PROMISES: un film sull'amore inespresso​

 

Alla festa del cinema, domenica 17 Ottobre è stato presentato un film che sembra avere qualcosa in più.  Qualcosa di poco tangibile, non rilevabile nei tecnicismi delle possibilità produttive, e difficile anche da restituire qui, su un articolo con le parole. Eppure, è proprio dalle parole che questo film ha inizio. Da un libro nello specifico, chiamato “Les Promesses” di Amanda Sthers che racconta la vita di un commerciante di libri, un esperto di volumi antichi alle prese con le scelte e gli eventi più significativi della sua vita; Ed è questo il primo dato rilevante capace di dare giustificazione alla patina letteraria e poetica di questo film.

L’autrice, con altre regie alle spalle, non soddisfatta della sola resa letteraria decide di cimentarsi personalmente nella resa audiovisiva dell’opera artistica. Nasce così Promises, una coproduzione italo francese che può contare su un grande cast composto da Jean Renò, Kelly Reilly e il sempre più affermato internazionalmente Pierfrancesco Favino. L’attore italiano interpreta un ruolo di grandissimo spessore, quello del protagonista Alexander, fatto di silenzi, riflessioni e fragilità emotive recitando in inglese come fosse la sua lingua natia.

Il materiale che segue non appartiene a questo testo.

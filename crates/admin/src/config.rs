//! Admin configuration loaded from environment variables.
//!
//! # Environment Variables
//!
//! ## Required
//! - `PMS_BASE_URL` - Backend base URL (`https://` is assumed when no scheme is given)
//! - `PMS_API_TOKEN` - Bearer token sent with every request
//!
//! ## Optional
//! - `PMS_EMPLOYEE_TYPE` - `employee_type` sent with hierarchy lookups (default: external)
//! - `PMS_REQUEST_TIMEOUT_SECS` - HTTP timeout in seconds (default: 30)
//! - `PMS_REASSIGN_PATH` - Route of the reportee reassignment screen
//!   (default: /safety/m-safe/reportees-reassign)
//! - `PMS_LOG_JSON` - Emit JSON logs when set
//! - `SENTRY_DSN` - Sentry error tracking DSN
//! - `SENTRY_ENVIRONMENT` - Sentry environment name
//! - `SENTRY_SAMPLE_RATE` - Sentry error sample rate (default: 1.0)

use std::collections::HashMap;
use std::time::Duration;

use secrecy::{ExposeSecret, SecretString};
use thiserror::Error;
use url::Url;

const MIN_ENTROPY_BITS_PER_CHAR: f64 = 3.3;
const DEFAULT_EMPLOYEE_TYPE: &str = "external";
const DEFAULT_TIMEOUT_SECS: &str = "30";
const DEFAULT_REASSIGN_PATH: &str = "/safety/m-safe/reportees-reassign";

/// Blocklist of common placeholder patterns (case-insensitive)
const PLACEHOLDER_PATTERNS: &[&str] = &[
    "your-",
    "changeme",
    "replace",
    "placeholder",
    "example",
    "xxx",
    "todo",
    "fixme",
    "insert",
    "enter-",
    "put-your",
    "add-your",
];

/// Configuration errors that can occur during loading.
#[derive(Debug, Error)]
pub enum ConfigError {
    #[error("Missing environment variable: {0}")]
    MissingEnvVar(String),
    #[error("Invalid environment variable {0}: {1}")]
    InvalidEnvVar(String, String),
    #[error("Insecure secret in {0}: {1}")]
    InsecureSecret(String, String),
}

/// Admin tool configuration.
///
/// Implements `Debug` manually to redact the API token.
#[derive(Clone)]
pub struct AdminConfig {
    /// Backend base URL, scheme included
    pub base_url: Url,
    /// Bearer token
    pub api_token: SecretString,
    /// `employee_type` query value for hierarchy lookups
    pub employee_type: String,
    /// HTTP request timeout
    pub request_timeout: Duration,
    /// Route of the reassignment screen
    pub reassign_path: String,
    /// Emit JSON logs
    pub log_json: bool,
    /// Sentry DSN for error tracking
    pub sentry_dsn: Option<String>,
    /// Sentry environment (e.g., "development", "staging", "production")
    pub sentry_environment: Option<String>,
    /// Sentry error sample rate (0.0 to 1.0)
    pub sentry_sample_rate: f32,
}

impl std::fmt::Debug for AdminConfig {
    fn fmt(&self, f: &mut std::fmt::Formatter<'_>) -> std::fmt::Result {
        f.debug_struct("AdminConfig")
            .field("base_url", &self.base_url.as_str())
            .field("api_token", &"[REDACTED]")
            .field("employee_type", &self.employee_type)
            .field("request_timeout", &self.request_timeout)
            .field("reassign_path", &self.reassign_path)
            .field("log_json", &self.log_json)
            .field("sentry_dsn", &self.sentry_dsn.as_ref().map(|_| "[SET]"))
            .field("sentry_environment", &self.sentry_environment)
            .finish_non_exhaustive()
    }
}

impl AdminConfig {
    /// Load configuration from environment variables.
    ///
    /// Calls `dotenvy::dotenv()` to load from `.env` file if present.
    ///
    /// # Errors
    ///
    /// Returns `ConfigError` if required variables are missing or invalid.
    pub fn from_env() -> Result<Self, ConfigError> {
        // Load .env file if present (ignore errors if not found)
        let _ = dotenvy::dotenv();

        Self::from_lookup(|key| std::env::var(key).ok())
    }

    /// Build configuration from an arbitrary variable lookup.
    ///
    /// # Errors
    ///
    /// Returns `ConfigError` if required variables are missing or invalid.
    pub fn from_lookup<F>(lookup: F) -> Result<Self, ConfigError>
    where
        F: Fn(&str) -> Option<String>,
    {
        let env = Env(lookup);

        let base_url = parse_base_url(&env.required("PMS_BASE_URL")?)?;

        let api_token = env.required("PMS_API_TOKEN")?;
        // Tokens are issued by the backend; only warn about weak-looking ones.
        if let Err(e) = validate_secret_strength(&api_token, "PMS_API_TOKEN") {
            tracing::warn!("PMS_API_TOKEN validation warning: {e}");
        }

        let timeout_secs = env
            .or_default("PMS_REQUEST_TIMEOUT_SECS", DEFAULT_TIMEOUT_SECS)
            .parse::<u64>()
            .map_err(|e| {
                ConfigError::InvalidEnvVar("PMS_REQUEST_TIMEOUT_SECS".to_string(), e.to_string())
            })?;

        let reassign_path = env.or_default("PMS_REASSIGN_PATH", DEFAULT_REASSIGN_PATH);
        if !reassign_path.starts_with('/') {
            return Err(ConfigError::InvalidEnvVar(
                "PMS_REASSIGN_PATH".to_string(),
                "must start with '/'".to_string(),
            ));
        }

        let sentry_sample_rate = env
            .optional("SENTRY_SAMPLE_RATE")
            .and_then(|s| s.parse().ok())
            .unwrap_or(1.0);

        Ok(Self {
            base_url,
            api_token: SecretString::from(api_token),
            employee_type: env.or_default("PMS_EMPLOYEE_TYPE", DEFAULT_EMPLOYEE_TYPE),
            request_timeout: Duration::from_secs(timeout_secs),
            reassign_path,
            log_json: env.optional("PMS_LOG_JSON").is_some(),
            sentry_dsn: env.optional("SENTRY_DSN"),
            sentry_environment: env.optional("SENTRY_ENVIRONMENT"),
            sentry_sample_rate,
        })
    }

    /// Minimal configuration for a given backend, used by tests and tools
    /// that already hold a token.
    #[must_use]
    pub fn new(base_url: Url, api_token: SecretString) -> Self {
        Self {
            base_url,
            api_token,
            employee_type: DEFAULT_EMPLOYEE_TYPE.to_string(),
            request_timeout: Duration::from_secs(30),
            reassign_path: DEFAULT_REASSIGN_PATH.to_string(),
            log_json: false,
            sentry_dsn: None,
            sentry_environment: None,
            sentry_sample_rate: 1.0,
        }
    }

    /// Full URL for an API path such as `/pms/users/x.json`.
    ///
    /// # Errors
    ///
    /// Returns an error if the joined URL does not parse.
    pub fn endpoint(&self, path: &str) -> Result<Url, url::ParseError> {
        let base = self.base_url.as_str().trim_end_matches('/');
        let path = path.trim_start_matches('/');
        Url::parse(&format!("{base}/{path}"))
    }

    /// `Authorization` header value.
    #[must_use]
    pub fn auth_header(&self) -> String {
        format!("Bearer {}", self.api_token.expose_secret())
    }
}

// =============================================================================
// Helper Functions
// =============================================================================

struct Env<F>(F);

impl<F: Fn(&str) -> Option<String>> Env<F> {
    /// Get a required variable.
    fn required(&self, key: &str) -> Result<String, ConfigError> {
        self.optional(key)
            .ok_or_else(|| ConfigError::MissingEnvVar(key.to_string()))
    }

    /// Get an optional variable; blank values count as unset.
    fn optional(&self, key: &str) -> Option<String> {
        (self.0)(key).filter(|v| !v.trim().is_empty())
    }

    /// Get a variable with a default value.
    fn or_default(&self, key: &str, default: &str) -> String {
        self.optional(key).unwrap_or_else(|| default.to_string())
    }
}

/// Accept `host`, `host/prefix`, `http(s)://host...`; default to https.
fn parse_base_url(raw: &str) -> Result<Url, ConfigError> {
    let invalid = |reason: String| ConfigError::InvalidEnvVar("PMS_BASE_URL".to_string(), reason);

    let raw = raw.trim();
    let authority = raw.split_once("://").map_or(raw, |(_, rest)| rest);
    if authority.is_empty() || authority.starts_with('/') {
        return Err(invalid("missing host".to_string()));
    }

    let raw = raw.trim_end_matches('/');
    let with_scheme = if raw.contains("://") {
        raw.to_string()
    } else {
        format!("https://{raw}")
    };

    let url = Url::parse(&with_scheme).map_err(|e| invalid(e.to_string()))?;
    if url.host_str().is_none_or(str::is_empty) {
        return Err(invalid("missing host".to_string()));
    }

    Ok(url)
}

/// Calculate Shannon entropy in bits per character.
fn shannon_entropy(s: &str) -> f64 {
    if s.is_empty() {
        return 0.0;
    }

    let mut freq: HashMap<char, usize> = HashMap::new();
    for c in s.chars() {
        *freq.entry(c).or_insert(0) += 1;
    }

    #[allow(clippy::cast_precision_loss)] // String length will never exceed f64 precision
    let len = s.len() as f64;
    freq.values()
        .map(|&count| {
            #[allow(clippy::cast_precision_loss)] // Character count will never exceed f64 precision
            let p = count as f64 / len;
            -p * p.log2()
        })
        .sum()
}

/// Validate that a secret is not a placeholder and has sufficient entropy.
fn validate_secret_strength(secret: &str, var_name: &str) -> Result<(), ConfigError> {
    let lower = secret.to_lowercase();

    // Check blocklist
    for pattern in PLACEHOLDER_PATTERNS {
        if lower.contains(pattern) {
            return Err(ConfigError::InsecureSecret(
                var_name.to_string(),
                format!("appears to be a placeholder (contains '{pattern}')"),
            ));
        }
    }

    let entropy = shannon_entropy(secret);
    if entropy < MIN_ENTROPY_BITS_PER_CHAR {
        return Err(ConfigError::InsecureSecret(
            var_name.to_string(),
            format!(
                "entropy too low ({entropy:.2} bits/char, need >= {MIN_ENTROPY_BITS_PER_CHAR:.1})"
            ),
        ));
    }

    Ok(())
}

#[cfg(test)]
#[allow(clippy::unwrap_used)]
mod tests {
    use super::*;

    fn lookup(pairs: &[(&str, &str)]) -> impl Fn(&str) -> Option<String> + use<> {
        let map: HashMap<String, String> = pairs
            .iter()
            .map(|(k, v)| ((*k).to_string(), (*v).to_string()))
            .collect();
        move |key| map.get(key).cloned()
    }

    fn env_key(err: &ConfigError) -> &str {
        match err {
            ConfigError::MissingEnvVar(key)
            | ConfigError::InvalidEnvVar(key, _)
            | ConfigError::InsecureSecret(key, _) => key,
        }
    }

    #[test]
    fn test_minimal_config_defaults() {
        let config = AdminConfig::from_lookup(lookup(&[
            ("PMS_BASE_URL", "fm-uat-api.example.net"),
            ("PMS_API_TOKEN", "aB3$xY9!mK2@nL5#pQ7&rT0*uW4^zC6"),
        ]))
        .unwrap();

        assert_eq!(config.base_url.as_str(), "https://fm-uat-api.example.net/");
        assert_eq!(config.employee_type, "external");
        assert_eq!(config.request_timeout, Duration::from_secs(30));
        assert_eq!(config.reassign_path, "/safety/m-safe/reportees-reassign");
        assert!(!config.log_json);
        assert!(config.sentry_dsn.is_none());
    }

    #[test]
    fn test_missing_required() {
        let vars = lookup(&[("PMS_BASE_URL", "api.test")]);
        let err = AdminConfig::from_lookup(vars).unwrap_err();
        assert!(matches!(err, ConfigError::MissingEnvVar(_)));
        assert_eq!(env_key(&err), "PMS_API_TOKEN");

        let err = AdminConfig::from_lookup(lookup(&[("PMS_API_TOKEN", "t")])).unwrap_err();
        assert!(matches!(err, ConfigError::MissingEnvVar(_)));
        assert_eq!(env_key(&err), "PMS_BASE_URL");
    }

    #[test]
    fn test_blank_token_rejected() {
        let err = AdminConfig::from_lookup(lookup(&[
            ("PMS_BASE_URL", "api.test"),
            ("PMS_API_TOKEN", "   "),
        ]))
        .unwrap_err();
        assert!(matches!(err, ConfigError::MissingEnvVar(_)));
    }

    #[test]
    fn test_invalid_timeout() {
        let err = AdminConfig::from_lookup(lookup(&[
            ("PMS_BASE_URL", "api.test"),
            ("PMS_API_TOKEN", "token"),
            ("PMS_REQUEST_TIMEOUT_SECS", "soon"),
        ]))
        .unwrap_err();
        assert!(matches!(err, ConfigError::InvalidEnvVar(..)));
        assert_eq!(env_key(&err), "PMS_REQUEST_TIMEOUT_SECS");
    }

    #[test]
    fn test_reassign_path_must_be_absolute() {
        let err = AdminConfig::from_lookup(lookup(&[
            ("PMS_BASE_URL", "api.test"),
            ("PMS_API_TOKEN", "token"),
            ("PMS_REASSIGN_PATH", "reassign"),
        ]))
        .unwrap_err();
        assert!(matches!(err, ConfigError::InvalidEnvVar(..)));
        assert_eq!(env_key(&err), "PMS_REASSIGN_PATH");
    }

    #[test]
    fn test_parse_base_url_keeps_scheme_and_prefix() {
        let url = parse_base_url("http://127.0.0.1:8080/api/").unwrap();
        assert_eq!(url.as_str(), "http://127.0.0.1:8080/api");

        let url = parse_base_url(" api.test/ ").unwrap();
        assert_eq!(url.as_str(), "https://api.test/");
    }

    #[test]
    fn test_parse_base_url_rejects_missing_host() {
        for raw in ["", "   ", "https://", "https:///", "http:///api", "/api"] {
            let err = parse_base_url(raw).unwrap_err();
            assert!(matches!(err, ConfigError::InvalidEnvVar(..)), "{raw:?}");
            assert_eq!(env_key(&err), "PMS_BASE_URL");
        }
    }

    #[test]
    fn test_endpoint_joins_under_prefix() {
        let config = AdminConfig::new(
            Url::parse("http://127.0.0.1:8080/api").unwrap(),
            SecretString::from("t"),
        );
        let url = config.endpoint("/pms/users/vi_user_hierarchy.json").unwrap();
        assert_eq!(
            url.as_str(),
            "http://127.0.0.1:8080/api/pms/users/vi_user_hierarchy.json"
        );

        let config = AdminConfig::new(
            Url::parse("https://api.test/").unwrap(),
            SecretString::from("t"),
        );
        assert_eq!(
            config.endpoint("pms/users/x.json").unwrap().as_str(),
            "https://api.test/pms/users/x.json"
        );
    }

    #[test]
    fn test_auth_header() {
        let config = AdminConfig::new(
            Url::parse("https://api.test").unwrap(),
            SecretString::from("abc123"),
        );
        assert_eq!(config.auth_header(), "Bearer abc123");
    }

    #[test]
    fn test_debug_redacts_token() {
        let config = AdminConfig::new(
            Url::parse("https://api.test").unwrap(),
            SecretString::from("super-private-token"),
        );
        let debug = format!("{config:?}");
        assert!(debug.contains("[REDACTED]"));
        assert!(!debug.contains("super-private-token"));
    }

    #[test]
    fn test_shannon_entropy() {
        assert!((shannon_entropy("") - 0.0).abs() < f64::EPSILON);
        assert!((shannon_entropy("aaaaaaa") - 0.0).abs() < f64::EPSILON);
        assert!((shannon_entropy("ab") - 1.0).abs() < 0.01);
        assert!(shannon_entropy("aB3$xY9!mK2@nL5#") > 3.3);
    }

    #[test]
    fn test_validate_secret_strength() {
        assert!(matches!(
            validate_secret_strength("your-api-token-here", "T"),
            Err(ConfigError::InsecureSecret(_, _))
        ));
        let repeated = "a".repeat(33);
        assert!(validate_secret_strength(&repeated, "T").is_err());
        let strong = "aB3$xY9!mK2@nL5#pQ7&rT0*uW4^zC6";
        assert!(validate_secret_strength(strong, "T").is_ok());
    }
}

Promises percorre la vita di un uomo tra L’infanzia romana e l’adulta Londra senza legarsi ad un filone narrativo classico, chiaro o cronologico, ma abbandonandosi agli emotivi moti dell’anima. A stupire è la rara sensibilità e dolcezza della pellicola che si confronta con emozioni forti restituendone perfettamente l’intensità.

L’esistenza di Alexander, o Sandro – come il nonno Jean Renò lo chiama ricordando l’italiana origine da difendere – viene frammentariamente illuminata nel tempo per rievocare dolori, delusioni, primi amori e scelte. L’andamento diacronico del montaggio rispecchia perfettamente uno dei topoi cruciali della pellicola, quello del tempo. Si evidenzia la sua caducità, ci si interroga sull’effettiva possibilità che esso sia circolare e non unidirezionale, che si possa tornare indietro, riparare le cose e sostituire i rimorsi – cosa che Sandro, se potesse, farebbe subito. 

L’unica costante di questa vita sembrano essere i suoi due amici che, in quanto tali, fanno di tutto perché Sandro riesca ad essere felice. Ma come lui stesso dice, più che felice, Alexander si sente “senza speranza”; e trae conforto da questa condizione perché se non si spera in nulla non si può rimanere delusi

 

Oltre agli amici e ai parenti italiani, ci sono soprattutto le donne che Sandro ha amato o che non è riuscito ad amare, una in particolare. E così insieme al tempo, e alla poesia dei libri, c’è il centrale sentimento dell’amore, così complesso e improvviso da essere evanescente e per questo ingovernabile per Sandro.

Si tratta dell’amore provato per Laura, interpretata dall’affascinante Kelly Reilly, il cui incontro pare essere principale motore di cambiamenti e crisi per il protagonista. È un amore istantaneo; eppure, riconosciuto troppo tardi per tradire il legame matrimoniale di cui Sandro parla come di una promessa. E così mentre questo amore divora le esistenze di entrambi senza consumarsi, restano opportunità mancate, scelte prese passivamente, azioni incompiute e la malinconia di chi ha giocato male la partita della vita.

Se la morte rappresentasse una nuova occasione per rifare tutto, Sandro la accoglierebbe volentieri, ma questo non è dato saperlo. La sua unica certezza è quella di adempiere alle promesse che nella vita ha stretto come rifugi o come gabbie.

Come accennato il film racconta molti momenti della vita di Sandro che è qui inutile riportare. Ciò che è doveroso invece sottolineare è il flusso incessante di emozioni che vive il protagonista in differenti momenti della sua vita e che travolge lo spettatore con energia e trasporto. Un film così riuscito che difficilmente pare non essere nato in purezza come tale, ma prestato allo schermo da un libro. Tuttavia, è forse proprio la narratività letteraria a concedere momenti di leggera e altissima poesia, come nella scena finale di assoluta potenza.

Per concludere, ci si permette qui di dare una stima concreta di questi apprezzamenti volendo provocatoriamente immaginare che il film possa facilmente ricevere premi, sia alla Festa del Cinema di Roma dove è stato presentato prima della sua effettiva uscita prevista per il 18 Novembre, sia presso altri eventi cinematografici di maggiore entità. Difficilmente l’Academy Awards si lascerà scappare un film come questo tra le sue candidature. Forse al miglior film straniero o alla sceneggiatura non originale. E facilmente potrebbe arrivare per Pierfrancesco Favino la prima candidatura all’oscar di miglior attore.